■ WORK TASK ■
The entries below contain a stretch that opens with the line containing "use std::path::PathBuf;" and closes with the line containing "level (overrides settings)."; set down that stretch exactly, both ends included, and nothing else.

■ INFORMATION ■
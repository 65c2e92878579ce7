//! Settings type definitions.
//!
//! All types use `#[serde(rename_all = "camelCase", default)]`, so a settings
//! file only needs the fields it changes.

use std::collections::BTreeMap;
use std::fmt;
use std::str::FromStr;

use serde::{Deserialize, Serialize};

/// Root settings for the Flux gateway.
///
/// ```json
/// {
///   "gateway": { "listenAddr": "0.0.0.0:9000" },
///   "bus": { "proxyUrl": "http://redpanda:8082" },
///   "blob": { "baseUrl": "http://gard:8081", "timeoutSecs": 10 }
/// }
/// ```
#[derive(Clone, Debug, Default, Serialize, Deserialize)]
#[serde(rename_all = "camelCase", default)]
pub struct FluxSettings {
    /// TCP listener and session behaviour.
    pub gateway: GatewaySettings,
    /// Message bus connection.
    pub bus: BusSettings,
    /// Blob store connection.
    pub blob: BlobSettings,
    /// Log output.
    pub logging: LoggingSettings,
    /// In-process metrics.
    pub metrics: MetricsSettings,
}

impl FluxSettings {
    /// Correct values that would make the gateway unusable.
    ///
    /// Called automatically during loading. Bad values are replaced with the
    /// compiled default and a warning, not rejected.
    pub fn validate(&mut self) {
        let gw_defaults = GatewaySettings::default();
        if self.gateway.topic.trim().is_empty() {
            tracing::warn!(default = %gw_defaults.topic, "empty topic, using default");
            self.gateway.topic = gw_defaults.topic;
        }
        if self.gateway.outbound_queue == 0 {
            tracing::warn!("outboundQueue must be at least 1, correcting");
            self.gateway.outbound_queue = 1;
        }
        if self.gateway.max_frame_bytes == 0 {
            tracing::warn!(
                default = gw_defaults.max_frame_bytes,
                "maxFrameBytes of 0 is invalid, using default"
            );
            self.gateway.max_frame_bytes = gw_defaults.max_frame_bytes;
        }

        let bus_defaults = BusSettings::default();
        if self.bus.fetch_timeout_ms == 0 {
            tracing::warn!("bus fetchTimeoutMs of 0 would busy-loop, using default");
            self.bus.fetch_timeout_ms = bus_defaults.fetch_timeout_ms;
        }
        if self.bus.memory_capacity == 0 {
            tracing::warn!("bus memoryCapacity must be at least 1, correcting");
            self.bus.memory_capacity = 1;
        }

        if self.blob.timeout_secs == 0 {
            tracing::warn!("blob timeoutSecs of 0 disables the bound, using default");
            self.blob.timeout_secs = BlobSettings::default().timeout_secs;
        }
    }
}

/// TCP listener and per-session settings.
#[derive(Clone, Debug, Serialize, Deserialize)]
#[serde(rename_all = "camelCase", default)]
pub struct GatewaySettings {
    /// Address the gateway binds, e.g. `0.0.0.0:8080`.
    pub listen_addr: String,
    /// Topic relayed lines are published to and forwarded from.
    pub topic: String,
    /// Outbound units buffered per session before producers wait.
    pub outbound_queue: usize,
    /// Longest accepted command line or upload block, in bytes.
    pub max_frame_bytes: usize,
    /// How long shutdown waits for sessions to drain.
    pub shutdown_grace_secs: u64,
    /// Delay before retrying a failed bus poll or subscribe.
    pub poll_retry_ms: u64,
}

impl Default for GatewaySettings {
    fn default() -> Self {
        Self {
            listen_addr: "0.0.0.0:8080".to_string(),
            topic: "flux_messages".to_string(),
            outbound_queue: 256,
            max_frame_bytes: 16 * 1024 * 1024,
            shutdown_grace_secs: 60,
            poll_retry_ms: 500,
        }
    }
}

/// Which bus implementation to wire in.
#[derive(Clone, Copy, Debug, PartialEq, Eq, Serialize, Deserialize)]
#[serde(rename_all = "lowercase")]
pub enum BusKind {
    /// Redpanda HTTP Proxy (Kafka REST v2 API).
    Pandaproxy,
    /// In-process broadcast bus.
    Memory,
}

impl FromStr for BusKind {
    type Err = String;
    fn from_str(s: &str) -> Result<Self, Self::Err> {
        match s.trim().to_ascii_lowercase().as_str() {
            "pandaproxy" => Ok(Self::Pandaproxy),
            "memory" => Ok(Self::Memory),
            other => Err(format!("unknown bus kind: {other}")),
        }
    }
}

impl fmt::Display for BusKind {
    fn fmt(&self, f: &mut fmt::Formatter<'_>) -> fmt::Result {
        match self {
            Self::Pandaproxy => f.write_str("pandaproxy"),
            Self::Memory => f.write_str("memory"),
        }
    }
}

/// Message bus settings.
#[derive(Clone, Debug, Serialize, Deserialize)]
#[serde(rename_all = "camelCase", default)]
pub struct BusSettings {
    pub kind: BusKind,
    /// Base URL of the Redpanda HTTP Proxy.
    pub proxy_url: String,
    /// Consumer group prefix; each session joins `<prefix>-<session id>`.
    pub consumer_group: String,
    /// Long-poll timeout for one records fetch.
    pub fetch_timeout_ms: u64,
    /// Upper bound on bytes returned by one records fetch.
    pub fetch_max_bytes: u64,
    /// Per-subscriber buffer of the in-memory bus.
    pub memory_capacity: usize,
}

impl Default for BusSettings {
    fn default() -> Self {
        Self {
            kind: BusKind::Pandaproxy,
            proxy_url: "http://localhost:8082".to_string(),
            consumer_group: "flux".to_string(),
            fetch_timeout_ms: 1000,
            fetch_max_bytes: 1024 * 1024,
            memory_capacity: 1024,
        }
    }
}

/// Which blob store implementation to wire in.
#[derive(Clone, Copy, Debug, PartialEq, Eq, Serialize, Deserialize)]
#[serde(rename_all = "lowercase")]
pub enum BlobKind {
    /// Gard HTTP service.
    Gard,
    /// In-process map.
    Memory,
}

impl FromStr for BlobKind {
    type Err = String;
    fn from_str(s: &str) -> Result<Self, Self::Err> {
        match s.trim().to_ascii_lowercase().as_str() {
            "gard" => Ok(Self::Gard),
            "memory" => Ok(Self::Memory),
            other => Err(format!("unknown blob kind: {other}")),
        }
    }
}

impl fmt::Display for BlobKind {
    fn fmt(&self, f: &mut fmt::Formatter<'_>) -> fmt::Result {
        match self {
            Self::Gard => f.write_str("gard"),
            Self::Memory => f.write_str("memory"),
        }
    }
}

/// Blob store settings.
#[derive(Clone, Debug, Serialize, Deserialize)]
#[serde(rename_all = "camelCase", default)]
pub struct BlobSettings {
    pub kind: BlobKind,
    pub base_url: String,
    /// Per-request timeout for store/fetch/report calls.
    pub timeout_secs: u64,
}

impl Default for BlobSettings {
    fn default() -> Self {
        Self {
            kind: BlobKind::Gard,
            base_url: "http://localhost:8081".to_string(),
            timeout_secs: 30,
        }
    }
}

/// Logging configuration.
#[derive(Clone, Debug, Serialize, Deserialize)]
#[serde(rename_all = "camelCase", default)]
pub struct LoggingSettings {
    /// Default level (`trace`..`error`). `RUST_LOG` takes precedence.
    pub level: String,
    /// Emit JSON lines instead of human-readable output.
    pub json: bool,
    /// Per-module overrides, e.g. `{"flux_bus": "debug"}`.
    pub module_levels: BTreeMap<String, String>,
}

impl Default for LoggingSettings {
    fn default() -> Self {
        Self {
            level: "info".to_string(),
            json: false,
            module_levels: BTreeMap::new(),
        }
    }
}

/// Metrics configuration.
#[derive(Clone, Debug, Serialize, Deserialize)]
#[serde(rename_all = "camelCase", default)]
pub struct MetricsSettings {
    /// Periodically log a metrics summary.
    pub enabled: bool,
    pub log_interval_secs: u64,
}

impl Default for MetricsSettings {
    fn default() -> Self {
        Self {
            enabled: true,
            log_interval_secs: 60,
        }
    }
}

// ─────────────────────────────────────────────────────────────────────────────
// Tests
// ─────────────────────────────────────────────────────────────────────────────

...

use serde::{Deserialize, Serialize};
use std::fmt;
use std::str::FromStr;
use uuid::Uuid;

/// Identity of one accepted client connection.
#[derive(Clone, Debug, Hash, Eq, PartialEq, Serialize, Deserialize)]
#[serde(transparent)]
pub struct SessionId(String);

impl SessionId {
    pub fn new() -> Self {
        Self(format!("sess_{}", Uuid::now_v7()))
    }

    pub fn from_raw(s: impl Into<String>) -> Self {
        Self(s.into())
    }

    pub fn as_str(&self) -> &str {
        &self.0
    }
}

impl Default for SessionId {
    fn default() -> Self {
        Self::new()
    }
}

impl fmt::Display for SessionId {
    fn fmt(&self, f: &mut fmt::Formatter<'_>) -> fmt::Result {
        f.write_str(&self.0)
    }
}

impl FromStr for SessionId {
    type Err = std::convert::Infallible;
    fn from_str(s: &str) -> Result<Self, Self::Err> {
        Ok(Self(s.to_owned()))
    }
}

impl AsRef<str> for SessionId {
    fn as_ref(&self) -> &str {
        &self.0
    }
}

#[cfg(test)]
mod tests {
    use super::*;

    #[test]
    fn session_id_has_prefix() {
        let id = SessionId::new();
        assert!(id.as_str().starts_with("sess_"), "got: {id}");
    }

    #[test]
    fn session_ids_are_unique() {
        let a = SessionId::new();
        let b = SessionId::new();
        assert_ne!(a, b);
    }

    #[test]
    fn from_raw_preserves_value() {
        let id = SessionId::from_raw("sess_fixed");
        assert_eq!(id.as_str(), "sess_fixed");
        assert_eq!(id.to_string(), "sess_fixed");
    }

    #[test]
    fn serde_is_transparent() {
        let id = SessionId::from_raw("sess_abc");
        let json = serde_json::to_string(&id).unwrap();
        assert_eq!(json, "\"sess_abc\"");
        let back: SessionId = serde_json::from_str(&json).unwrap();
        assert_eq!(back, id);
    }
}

--

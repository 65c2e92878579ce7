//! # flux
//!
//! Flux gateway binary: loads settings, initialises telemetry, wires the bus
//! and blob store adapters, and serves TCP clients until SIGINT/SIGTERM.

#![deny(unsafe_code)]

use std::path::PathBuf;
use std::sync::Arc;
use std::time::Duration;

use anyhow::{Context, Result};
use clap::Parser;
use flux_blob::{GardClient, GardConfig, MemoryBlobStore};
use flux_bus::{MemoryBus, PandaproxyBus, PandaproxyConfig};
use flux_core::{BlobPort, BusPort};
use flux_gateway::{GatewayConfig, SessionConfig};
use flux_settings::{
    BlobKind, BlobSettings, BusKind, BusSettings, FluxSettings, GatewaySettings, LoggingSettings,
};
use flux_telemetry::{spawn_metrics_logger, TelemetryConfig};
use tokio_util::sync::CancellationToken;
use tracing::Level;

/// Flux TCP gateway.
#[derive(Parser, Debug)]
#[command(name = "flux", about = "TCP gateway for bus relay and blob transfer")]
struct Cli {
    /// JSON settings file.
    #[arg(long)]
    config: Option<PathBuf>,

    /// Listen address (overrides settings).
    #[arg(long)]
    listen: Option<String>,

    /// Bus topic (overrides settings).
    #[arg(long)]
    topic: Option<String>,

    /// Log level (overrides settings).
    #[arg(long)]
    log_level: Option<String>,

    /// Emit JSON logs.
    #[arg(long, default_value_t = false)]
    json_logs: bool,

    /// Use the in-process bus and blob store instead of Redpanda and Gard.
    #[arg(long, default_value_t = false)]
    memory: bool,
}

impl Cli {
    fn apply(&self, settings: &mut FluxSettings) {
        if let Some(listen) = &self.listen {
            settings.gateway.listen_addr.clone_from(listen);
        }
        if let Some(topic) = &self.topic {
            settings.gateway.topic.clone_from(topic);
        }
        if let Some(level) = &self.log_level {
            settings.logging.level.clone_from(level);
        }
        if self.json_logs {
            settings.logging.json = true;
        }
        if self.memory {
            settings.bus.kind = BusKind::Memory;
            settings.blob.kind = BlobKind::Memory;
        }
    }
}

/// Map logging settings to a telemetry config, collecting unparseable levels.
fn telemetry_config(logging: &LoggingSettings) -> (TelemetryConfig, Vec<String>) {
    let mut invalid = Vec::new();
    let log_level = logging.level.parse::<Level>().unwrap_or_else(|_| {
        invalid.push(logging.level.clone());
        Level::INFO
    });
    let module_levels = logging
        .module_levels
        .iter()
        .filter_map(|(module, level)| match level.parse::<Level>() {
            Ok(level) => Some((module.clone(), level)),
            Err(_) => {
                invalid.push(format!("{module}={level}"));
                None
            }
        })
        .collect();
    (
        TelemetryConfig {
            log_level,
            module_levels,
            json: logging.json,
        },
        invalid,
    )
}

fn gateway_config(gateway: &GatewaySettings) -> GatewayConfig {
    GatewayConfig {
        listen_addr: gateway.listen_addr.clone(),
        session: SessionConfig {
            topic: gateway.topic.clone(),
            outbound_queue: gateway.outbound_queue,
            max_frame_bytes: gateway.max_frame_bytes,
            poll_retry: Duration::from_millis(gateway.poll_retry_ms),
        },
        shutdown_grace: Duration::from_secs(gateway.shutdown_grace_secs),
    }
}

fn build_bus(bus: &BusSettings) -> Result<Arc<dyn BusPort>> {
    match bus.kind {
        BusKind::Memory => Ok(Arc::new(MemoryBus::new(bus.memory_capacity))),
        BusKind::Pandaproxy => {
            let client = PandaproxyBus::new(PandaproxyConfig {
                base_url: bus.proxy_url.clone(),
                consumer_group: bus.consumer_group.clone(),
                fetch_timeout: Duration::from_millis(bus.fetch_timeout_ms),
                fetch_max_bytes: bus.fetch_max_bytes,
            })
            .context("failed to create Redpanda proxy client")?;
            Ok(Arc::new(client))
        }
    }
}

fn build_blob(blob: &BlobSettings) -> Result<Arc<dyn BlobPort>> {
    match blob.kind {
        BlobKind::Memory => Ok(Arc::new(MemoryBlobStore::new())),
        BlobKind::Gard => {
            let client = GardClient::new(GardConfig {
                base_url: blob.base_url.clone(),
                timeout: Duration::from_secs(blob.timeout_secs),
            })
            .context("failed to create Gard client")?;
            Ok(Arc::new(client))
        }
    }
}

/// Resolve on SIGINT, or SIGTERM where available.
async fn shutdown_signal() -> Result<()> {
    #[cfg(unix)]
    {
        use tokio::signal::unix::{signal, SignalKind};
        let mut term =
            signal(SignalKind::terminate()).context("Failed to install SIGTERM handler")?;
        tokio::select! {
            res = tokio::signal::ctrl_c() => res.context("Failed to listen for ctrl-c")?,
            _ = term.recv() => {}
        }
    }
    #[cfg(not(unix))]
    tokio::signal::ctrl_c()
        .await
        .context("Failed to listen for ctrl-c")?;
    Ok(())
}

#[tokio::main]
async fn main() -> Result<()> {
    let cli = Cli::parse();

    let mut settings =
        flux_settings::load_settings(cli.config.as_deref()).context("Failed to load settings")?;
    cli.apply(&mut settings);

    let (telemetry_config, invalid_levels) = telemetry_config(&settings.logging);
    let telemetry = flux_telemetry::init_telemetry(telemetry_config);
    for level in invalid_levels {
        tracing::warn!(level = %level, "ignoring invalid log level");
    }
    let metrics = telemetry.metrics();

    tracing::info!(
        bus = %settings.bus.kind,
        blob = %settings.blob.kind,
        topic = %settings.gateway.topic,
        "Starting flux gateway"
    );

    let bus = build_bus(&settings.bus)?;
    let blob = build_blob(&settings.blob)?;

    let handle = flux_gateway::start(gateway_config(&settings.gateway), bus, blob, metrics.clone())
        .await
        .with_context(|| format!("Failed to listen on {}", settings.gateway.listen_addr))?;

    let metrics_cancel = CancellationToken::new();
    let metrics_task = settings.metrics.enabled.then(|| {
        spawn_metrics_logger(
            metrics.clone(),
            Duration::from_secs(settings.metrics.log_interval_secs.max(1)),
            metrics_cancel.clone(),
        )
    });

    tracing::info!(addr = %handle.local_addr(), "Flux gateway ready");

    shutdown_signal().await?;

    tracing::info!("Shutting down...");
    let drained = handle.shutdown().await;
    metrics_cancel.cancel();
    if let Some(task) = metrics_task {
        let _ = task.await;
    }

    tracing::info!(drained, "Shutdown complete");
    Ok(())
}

■ TASK RESPONSE ■
use std::path::PathBuf;
use std::sync::Arc;
use std::time::Duration;

use anyhow::{Context, Result};
use clap::Parser;
use flux_blob::{GardClient, GardConfig, MemoryBlobStore};
use flux_bus::{MemoryBus, PandaproxyBus, PandaproxyConfig};
use flux_core::{BlobPort, BusPort};
use flux_gateway::{GatewayConfig, SessionConfig};
use flux_settings::{
    BlobKind, BlobSettings, BusKind, BusSettings, FluxSettings, GatewaySettings, LoggingSettings,
};
use flux_telemetry::{spawn_metrics_logger, TelemetryConfig};
use tokio_util::sync::CancellationToken;
use tracing::Level;

/// Flux TCP gateway.
#[derive(Parser, Debug)]
#[command(name = "flux", about = "TCP gateway for bus relay and blob transfer")]
struct Cli {
    /// JSON settings file.
    #[arg(long)]
    config: Option<PathBuf>,

    /// Listen address (overrides settings).
    #[arg(long)]
    listen: Option<String>,

    /// Bus topic (overrides settings).
    #[arg(long)]
    topic: Option<String>,

    /// Log level (overrides settings).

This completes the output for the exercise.